Instructions for the task: What follows is a block of records; reproduce all of it verbatim.

Information:
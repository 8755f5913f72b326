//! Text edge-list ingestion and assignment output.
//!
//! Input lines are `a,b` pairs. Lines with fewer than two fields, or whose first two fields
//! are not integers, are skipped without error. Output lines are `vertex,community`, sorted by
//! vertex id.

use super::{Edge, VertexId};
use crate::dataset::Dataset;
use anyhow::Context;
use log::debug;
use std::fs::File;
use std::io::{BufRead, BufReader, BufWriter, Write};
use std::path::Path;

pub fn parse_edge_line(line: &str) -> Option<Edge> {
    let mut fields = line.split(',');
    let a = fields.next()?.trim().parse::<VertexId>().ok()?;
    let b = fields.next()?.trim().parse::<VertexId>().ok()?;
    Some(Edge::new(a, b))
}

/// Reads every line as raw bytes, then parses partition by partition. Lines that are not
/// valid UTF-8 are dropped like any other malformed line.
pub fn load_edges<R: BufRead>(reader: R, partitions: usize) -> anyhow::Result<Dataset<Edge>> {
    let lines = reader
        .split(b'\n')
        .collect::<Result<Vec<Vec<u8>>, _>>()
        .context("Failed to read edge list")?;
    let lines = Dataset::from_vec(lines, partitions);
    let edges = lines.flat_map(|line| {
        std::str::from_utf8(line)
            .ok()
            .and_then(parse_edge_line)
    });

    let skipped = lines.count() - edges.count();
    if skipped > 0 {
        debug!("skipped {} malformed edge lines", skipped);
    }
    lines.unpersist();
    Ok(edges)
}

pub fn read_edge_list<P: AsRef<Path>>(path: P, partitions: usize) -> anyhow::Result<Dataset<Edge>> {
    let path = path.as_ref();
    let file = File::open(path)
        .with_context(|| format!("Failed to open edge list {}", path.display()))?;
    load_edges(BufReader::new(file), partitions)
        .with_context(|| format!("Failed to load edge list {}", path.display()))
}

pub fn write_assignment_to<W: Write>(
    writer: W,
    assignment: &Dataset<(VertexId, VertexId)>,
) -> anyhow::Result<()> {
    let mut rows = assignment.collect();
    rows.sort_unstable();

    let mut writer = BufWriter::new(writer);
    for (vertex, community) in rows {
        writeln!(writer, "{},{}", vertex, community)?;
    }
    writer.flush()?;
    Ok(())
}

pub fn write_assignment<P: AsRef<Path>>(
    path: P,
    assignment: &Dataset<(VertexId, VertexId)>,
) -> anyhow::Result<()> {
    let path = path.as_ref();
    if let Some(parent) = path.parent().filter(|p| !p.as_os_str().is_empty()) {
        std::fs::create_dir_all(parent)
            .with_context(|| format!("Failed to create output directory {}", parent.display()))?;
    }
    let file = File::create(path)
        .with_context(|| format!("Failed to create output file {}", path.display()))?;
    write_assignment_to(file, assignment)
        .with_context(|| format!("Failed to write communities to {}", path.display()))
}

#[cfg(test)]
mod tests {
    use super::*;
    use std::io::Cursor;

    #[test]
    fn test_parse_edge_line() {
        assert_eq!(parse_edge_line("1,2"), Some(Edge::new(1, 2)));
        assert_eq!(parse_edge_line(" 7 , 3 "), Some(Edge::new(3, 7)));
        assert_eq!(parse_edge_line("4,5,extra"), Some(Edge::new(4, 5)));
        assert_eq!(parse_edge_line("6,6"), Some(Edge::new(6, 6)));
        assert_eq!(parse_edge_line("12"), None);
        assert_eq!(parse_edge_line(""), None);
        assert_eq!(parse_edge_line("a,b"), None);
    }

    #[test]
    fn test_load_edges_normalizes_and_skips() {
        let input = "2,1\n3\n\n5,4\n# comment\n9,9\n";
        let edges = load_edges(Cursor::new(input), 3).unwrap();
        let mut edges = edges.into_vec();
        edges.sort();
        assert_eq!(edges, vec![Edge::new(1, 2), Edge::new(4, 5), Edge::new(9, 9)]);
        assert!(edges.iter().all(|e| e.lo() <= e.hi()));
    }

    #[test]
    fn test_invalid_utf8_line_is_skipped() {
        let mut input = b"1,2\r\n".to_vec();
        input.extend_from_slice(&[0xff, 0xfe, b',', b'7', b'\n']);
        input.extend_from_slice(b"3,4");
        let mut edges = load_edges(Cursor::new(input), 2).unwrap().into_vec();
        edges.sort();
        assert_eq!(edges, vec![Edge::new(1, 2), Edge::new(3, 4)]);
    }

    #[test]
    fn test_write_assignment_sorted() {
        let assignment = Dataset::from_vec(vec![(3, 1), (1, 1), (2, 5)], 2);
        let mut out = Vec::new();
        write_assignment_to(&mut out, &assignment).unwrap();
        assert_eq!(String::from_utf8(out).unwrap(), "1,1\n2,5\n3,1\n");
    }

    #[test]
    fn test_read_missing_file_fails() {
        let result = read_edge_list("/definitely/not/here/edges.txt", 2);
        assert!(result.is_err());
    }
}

Result:
repository 8755f5913f72b326
//! Text edge-list ingestion and assignment output.
//!
//! Input lines are `a,b` pairs. Lines with fewer than two fields, or whose first two fields
//! are not integers, are skipped without error. Output lines are `vertex,community`, sorted by
//! vertex id.

use super::{Edge, VertexId};
use crate::dataset::Dataset;
use anyhow::Context;
use log::debug;
use std::fs::File;
use std::io::{BufRead, BufReader, BufWriter, Write};
use std::path::Path;

pub fn parse_edge_line(line: &str) -> Option<Edge> {
    let mut fields = line.split(',');
    let a = fields.next()?.trim().parse::<VertexId>().ok()?;
    let b = fields.next()?.trim().parse::<VertexId>().ok()?;
    Some(Edge::new(a, b))
}

/// Reads every line as raw bytes, then parses partition by partition. Lines that are not
/// valid UTF-8 are dropped like any other malformed line.
pub fn load_edges<R: BufRead>(reader: R, partitions: usize) -> anyhow::Result<Dataset<Edge>> {
    let lines = reader
        .split(b'\n')
        .collect::<Result<Vec<Vec<u8>>, _>>()
        .context("Failed to read edge list")?;
    let lines = Dataset::from_vec(lines, partitions);
    let edges = lines.flat_map(|line| {
        std::str::from_utf8(line)
            .ok()
            .and_then(parse_edge_line)
    });

    let skipped = lines.count() - edges.count();
    if skipped > 0 {
        debug!("skipped {} malformed edge lines", skipped);
    }
    lines.unpersist();
    Ok(edges)
}

pub fn read_edge_list<P: AsRef<Path>>(path: P, partitions: usize) -> anyhow::Result<Dataset<Edge>> {
    let path = path.as_ref();
    let file = File::open(path)
        .with_context(|| format!("Failed to open edge list {}", path.display()))?;
    load_edges(BufReader::new(file), partitions)
        .with_context(|| format!("Failed to load edge list {}", path.display()))
}

pub fn write_assignment_to<W: Write>(
    writer: W,
    assignment: &Dataset<(VertexId, VertexId)>,
) -> anyhow::Result<()> {
    let mut rows = assignment.collect();
    rows.sort_unstable();

    let mut writer = BufWriter::new(writer);
    for (vertex, community) in rows {
        writeln!(writer, "{},{}", vertex, community)?;
    }
    writer.flush()?;
    Ok(())
}

pub fn write_assignment<P: AsRef<Path>>(
    path: P,
    assignment: &Dataset<(VertexId, VertexId)>,
) -> anyhow::Result<()> {
    let path = path.as_ref();
    if let Some(parent) = path.parent().filter(|p| !p.as_os_str().is_empty()) {
        std::fs::create_dir_all(parent)
            .with_context(|| format!("Failed to create output directory {}", parent.display()))?;
    }
    let file = File::create(path)
        .with_context(|| format!("Failed to create output file {}", path.display()))?;
    write_assignment_to(file, assignment)
        .with_context(|| format!("Failed to write communities to {}", path.display()))
}

#[cfg(test)]
mod tests {
    use super::*;
    use std::io::Cursor;

    #[test]
    fn test_parse_edge_line() {
        assert_eq!(parse_edge_line("1,2"), Some(Edge::new(1, 2)));
        assert_eq!(parse_edge_line(" 7 , 3 "), Some(Edge::new(3, 7)));
        assert_eq!(parse_edge_line("4,5,extra"), Some(Edge::new(4, 5)));
        assert_eq!(parse_edge_line("6,6"), Some(Edge::new(6, 6)));
        assert_eq!(parse_edge_line("12"), None);
        assert_eq!(parse_edge_line(""), None);
        assert_eq!(parse_edge_line("a,b"), None);
    }

    #[test]
    fn test_load_edges_normalizes_and_skips() {
        let input = "2,1\n3\n\n5,4\n# comment\n9,9\n";
        let edges = load_edges(Cursor::new(input), 3).unwrap();
        let mut edges = edges.into_vec();
        edges.sort();
        assert_eq!(edges, vec![Edge::new(1, 2), Edge::new(4, 5), Edge::new(9, 9)]);
        assert!(edges.iter().all(|e| e.lo() <= e.hi()));
    }

    #[test]
    fn test_invalid_utf8_line_is_skipped() {
        let mut input = b"1,2\r\n".to_vec();
        input.extend_from_slice(&[0xff, 0xfe, b',', b'7', b'\n']);
        input.extend_from_slice(b"3,4");
        let mut edges = load_edges(Cursor::new(input), 2).unwrap().into_vec();
        edges.sort();
        assert_eq!(edges, vec![Edge::new(1, 2), Edge::new(3, 4)]);
    }

    #[test]
    fn test_write_assignment_sorted() {
        let assignment = Dataset::from_vec(vec![(3, 1), (1, 1), (2, 5)], 2);
        let mut out = Vec::new();
        write_assignment_to(&mut out, &assignment).unwrap();
        assert_eq!(String::from_utf8(out).unwrap(), "1,1\n2,5\n3,1\n");
    }

    #[test]
    fn test_read_missing_file_fails() {
        let result = read_edge_list("/definitely/not/here/edges.txt", 2);
        assert!(result.is_err());
    }
}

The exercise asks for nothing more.